How N.C. Nonprofits are Coping During COVID-19 Statewide Survey and Public Database Reveal Needs, Challenges, and Opportunities


A statewide survey of North Carolina nonprofits highlights the experiences, needs, gaps, and opportunities created by the COVID-19 pandemic, including the need for more North Carolinians to serve as volunteers.

The first-of-its-kind survey, conducted by the Office of Strategic Partnerships within the Office of State Budget and Management with collaboration from the North Carolina Center for Nonprofits and The Policy Lab at Brown University, delved into the effect of the COVID-19 pandemic on nonprofits across the state and elicited more than 2,000 responses representing 1,772 nonprofits. The resulting data and survey report are publicly available to help guide policy and funding decisions by philanthropies, government and other supporters of nonprofits.

Not surprisingly, 94 percent of nonprofit organizations that completed the survey indicated their operations have been affected by COVID-19.  Of the nonprofits that responded, 77% felt that demand for their services will be higher while 87% face the challenge of operating with less revenue. Many nonprofits pointed to the need for volunteers to keep operations going.

“Nonprofits are a vital part of our state, providing services and support where it’s needed most,” Governor Roy Cooper said. “I am proud to see so many people and organizations working to make a difference during this pandemic and I urge North Carolinians to help by volunteering whenever possible.”

COVID-19 has presented challenges for volunteer-driven organizations especially as seniors, traditionally strong volunteers, are at higher risk for the virus and are opting to stay home. East Stokes Outreach Ministry, a food pantry and thrift store in Walnut Cove, has “seen a strong decrease in volunteers due to concerns with COVID, which makes food distribution difficult,” according to its response to the survey.

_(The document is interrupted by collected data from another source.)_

use std::collections::HashSet;
use std::time::Duration;

use lazy_static::lazy_static;
use regex::Regex;
use serde_json::{json, Value};

use crate::errors::{ProviderError, ToolError};
use crate::models::content::{ImageContent, ImageSource};
use crate::models::message::{Message, MessageContent};
use crate::models::role::Role;
use crate::models::tool::{Tool, ToolCall};
use crate::providers::base::Usage;

/// Convert an internal image into the representation a backend family uses
#[derive(Debug, Clone, PartialEq)]
pub enum ImageFormat {
    OpenAi,
    Anthropic,
}

lazy_static! {
    static ref SANITIZE_PATTERN: Regex = Regex::new(r"[^a-zA-Z0-9_-]").unwrap();
    static ref VALID_NAME_PATTERN: Regex = Regex::new(r"^[a-zA-Z0-9_-]+$").unwrap();
}

/// Replace characters backends reject in function names with underscores
pub fn sanitize_function_name(name: &str) -> String {
    SANITIZE_PATTERN.replace_all(name, "_").to_string()
}

pub fn is_valid_function_name(name: &str) -> bool {
    VALID_NAME_PATTERN.is_match(name)
}

/// Pull the system prompt out of a conversation, leaving the rest in order.
///
/// Every backend call needs exactly one system prompt. Multiple system
/// items are merged; a conversation without one is a caller bug reported
/// before any network work happens.
pub fn split_system<'a>(
    messages: &'a [Message],
    suffix: Option<&str>,
) -> Result<(String, Vec<&'a Message>), ProviderError> {
    let mut system_parts: Vec<&str> = Vec::new();
    let mut rest = Vec::new();

    for message in messages {
        match message.role {
            Role::System => {
                for content in &message.content {
                    if let Some(text) = content.as_text() {
                        system_parts.push(text);
                    }
                }
            }
            _ => rest.push(message),
        }
    }

    if system_parts.is_empty() {
        return Err(ProviderError::InvalidRequest(
            "conversation has no system prompt".to_string(),
        ));
    }

    let mut system = system_parts.join("\n\n");
    if let Some(suffix) = suffix {
        if !suffix.is_empty() {
            system.push('\n');
            system.push_str(suffix);
        }
    }

    Ok((system, rest))
}

/// Wire id for a call, falling back to the function name for backends
/// that never assigned one
pub fn call_id(id: &Option<String>, name: &str) -> String {
    id.clone()
        .unwrap_or_else(|| format!("call_{}", sanitize_function_name(name)))
}

pub fn convert_image(image: &ImageContent, image_format: &ImageFormat) -> Value {
    match image_format {
        ImageFormat::OpenAi => {
            let url = match &image.source {
                ImageSource::Data(data) => format!("data:{};base64,{}", image.mime_type, data),
                ImageSource::Uri(uri) => uri.clone(),
            };
            json!({"type": "image_url", "image_url": {"url": url}})
        }
        ImageFormat::Anthropic => match &image.source {
            ImageSource::Data(data) => json!({
                "type": "image",
                "source": {"type": "base64", "media_type": image.mime_type, "data": data}
            }),
            ImageSource::Uri(uri) => json!({
                "type": "image",
                "source": {"type": "url", "url": uri}
            }),
        },
    }
}

/// Convert internal messages to the OpenAI chat shape shared by the chat
/// completions endpoint and the brokered deployments.
///
/// Richer parts some backends produce (web search, sandboxed code) degrade
/// to text so a history recorded on one provider can be replayed on another.
pub fn messages_to_openai_spec(messages: &[&Message], image_format: &ImageFormat) -> Vec<Value> {
    let mut messages_spec = Vec::new();

    for message in messages {
        let mut converted = json!({ "role": message.role });
        let mut text_parts: Vec<String> = Vec::new();
        let mut image_parts: Vec<Value> = Vec::new();
        let mut output = Vec::new();

        for content in &message.content {
            match content {
                MessageContent::Text(text) => text_parts.push(text.text.clone()),
                MessageContent::Image(image) => {
                    image_parts.push(convert_image(image, image_format))
                }
                MessageContent::ToolRequest(request) => match &request.tool_call {
                    Ok(tool_call) => {
                        let sanitized_name = sanitize_function_name(&tool_call.name);
                        let tool_calls = converted
                            .as_object_mut()
                            .unwrap()
                            .entry("tool_calls")
                            .or_insert(json!([]));
                        tool_calls.as_array_mut().unwrap().push(json!({
                            "id": call_id(&request.id, &tool_call.name),
                            "type": "function",
                            "function": {
                                "name": sanitized_name,
                                "arguments": tool_call.arguments.to_string(),
                            }
                        }));
                    }
                    // a call that failed to parse is replayed as plain text
                    // so the transcript stays well formed on every wire
                    Err(e) => text_parts.push(format!("The model produced an invalid tool call: {}", e)),
                },
                MessageContent::ToolResponse(response) => match &response.tool_result {
                    Ok(contents) => {
                        let text = contents
                            .iter()
                            .filter_map(|c| c.as_text())
                            .collect::<Vec<_>>()
                            .join("\n");
                        let images: Vec<&ImageContent> =
                            contents.iter().filter_map(|c| c.as_image()).collect();

                        // images cannot ride inside a tool result on this
                        // wire; they are resent as a follow-up user message
                        let mut body = text;
                        if !images.is_empty() {
                            if !body.is_empty() {
                                body.push('\n');
                            }
                            body.push_str(
                                "This tool result included an image that is uploaded in the next message.",
                            );
                        }
                        output.push(json!({
                            "role": "tool",
                            "content": body,
                            "tool_call_id": call_id(&response.id, &response.name)
                        }));
                        for image in images {
                            output.push(json!({
                                "role": "user",
                                "content": [convert_image(image, image_format)]
                            }));
                        }
                    }
                    Err(e) => {
                        output.push(json!({
                            "role": "tool",
                            "content": format!("The tool call returned the following error:\n{}", e),
                            "tool_call_id": call_id(&response.id, &response.name)
                        }));
                    }
                },
                MessageContent::WebSearch(search) => text_parts.push(search.text.clone()),
                MessageContent::ExecutableCode(code) => {
                    text_parts.push(format!("```{}\n{}\n```", code.language, code.code))
                }
                MessageContent::CodeExecutionResult(result) => {
                    text_parts.push(result.output.clone())
                }
            }
        }

        if !image_parts.is_empty() {
            let mut parts: Vec<Value> = Vec::new();
            if !text_parts.is_empty() {
                parts.push(json!({"type": "text", "text": text_parts.join("\n")}));
            }
            parts.extend(image_parts);
            converted["content"] = json!(parts);
        } else if !text_parts.is_empty() {
            converted["content"] = json!(text_parts.join("\n"));
        }

        if converted.get("content").is_some() || converted.get("tool_calls").is_some() {
            messages_spec.push(converted);
        }
        messages_spec.extend(output);
    }

    messages_spec
}

/// Convert internal tool declarations to the OpenAI function schema
pub fn tools_to_openai_spec(tools: &[Tool]) -> Result<Vec<Value>, ProviderError> {
    let mut tool_names = HashSet::new();
    let mut result = Vec::new();
    for tool in tools {
        if !tool_names.insert(&tool.name) {
            return Err(ProviderError::InvalidRequest(format!(
                "Duplicate tool name: {}",
                tool.name
            )));
        }
        result.push(json!({
            "type": "function",
            "function": {
                "name": tool.name,
                "description": tool.description,
                "parameters": tool.input_schema,
            }
        }));
    }
    Ok(result)
}

pub fn tool_choice_to_openai_spec(choice: &crate::providers::base::ToolChoice) -> Value {
    use crate::providers::base::ToolChoice;
    match choice {
        ToolChoice::None => json!("none"),
        ToolChoice::Any => json!("required"),
        ToolChoice::Tool(name) => json!({"type": "function", "function": {"name": name}}),
    }
}

/// Build a tool request from wire-level name and argument text, keeping
/// parse problems inside the request instead of failing the whole message
pub fn parse_tool_call(id: Option<String>, function_name: &str, arguments: &str) -> MessageContent {
    if !is_valid_function_name(function_name) {
        let error = ToolError::NotFound(format!(
            "The provided function name '{}' had invalid characters, it must match this regex: [a-zA-Z0-9_-]+",
            function_name
        ));
        return MessageContent::tool_request(id, Err(error));
    }

    if arguments.is_empty() {
        return MessageContent::tool_request(id, Ok(ToolCall::new(function_name, json!({}))));
    }

    match serde_json::from_str::<Value>(arguments) {
        Ok(params) => MessageContent::tool_request(id, Ok(ToolCall::new(function_name, params))),
        Err(e) => {
            let error = ToolError::InvalidParameters(format!(
                "Could not interpret tool use parameters for id {}: {}",
                id.as_deref().unwrap_or("unknown"),
                e
            ));
            MessageContent::tool_request(id, Err(error))
        }
    }
}

/// Convert an OpenAI chat completions response to an internal message
pub fn openai_response_to_message(response: Value) -> Result<Message, ProviderError> {
    let original = response["choices"][0]["message"].clone();
    let mut message = Message::assistant();

    if let Some(text) = original.get("content").and_then(|c| c.as_str()) {
        if !text.is_empty() {
            message = message.with_text(text);
        }
    }

    if let Some(tool_calls) = original.get("tool_calls").and_then(|tc| tc.as_array()) {
        for tool_call in tool_calls {
            let id = tool_call["id"].as_str().map(String::from);
            let function_name = tool_call["function"]["name"].as_str().unwrap_or_default();
            let arguments = tool_call["function"]["arguments"].as_str().unwrap_or_default();
            message = message.with_content(parse_tool_call(id, function_name, arguments));
        }
    }

    Ok(message)
}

Volunteer opportunities are available across the state, including many that can be done virtually or without large gatherings of people. Organizations that welcome volunteers are taking COVID-19 safety precautions.  Among the greatest needs are volunteers for food banks and pantries and disaster recovery work. For example, individual volunteers or small groups can work to sort food donations or help repair homes damaged by hurricanes. For people who wish to volunteer from home, opportunities include providing virtual legal assistance and sending notes to seniors. To find a volunteer opportunity, visit

Many nonprofits responding to the survey also reported challenges procuring personal protective equipment (PPE). This is particularly difficult for nonprofits that may have shifted unexpectedly to providing a direct service in communities or whose revenue streams have been impacted by COVID-19. PPE was a common thread across all types of nonprofits – health care clinics, food banks/pantries, children’s homes, animal rescues, and arts organizations.

More than three quarters (77%) of nonprofits raised the importance of flexibility with grants (e.g., timelines, use restrictions) during the pandemic. The Inter-Faith Food Shuttle noted the importance of “continued financial support with the flexibility to address the evolving needs.” Nonprofits across the state are stepping up to meet the needs of their communities even if that means adapting to services and supports that are outside their traditional focus areas.

A need shared by nearly half (49%) of respondents is telework training and technology support. Organizations’ written responses expand on that sentiment, citing specifically the need for devices and software subscriptions, access to reliable broadband, and technical assistance and training for staff and volunteers. For example, Children First/Communities in Schools of Buncombe County shared the need for “increased tech support so that staff and the communities we serve are better equipped for teleworking and telelearning.”  

“The results of this survey are critical for learning about the impact of COVID-19 on nonprofits across North Carolina,” said Jeanne Canina Tedrow, President and CEO of the NC Center for Nonprofits. “Public-private partnerships will continue to be important for building the capacity of our nonprofit sector throughout our recovery from COVID-19 and beyond.”

The full survey report, including access to the raw data and open-ended responses, is available at The survey results demonstrate areas of need for North Carolina’s nonprofits and the varied ways COVID-19 has affected nonprofits across the state.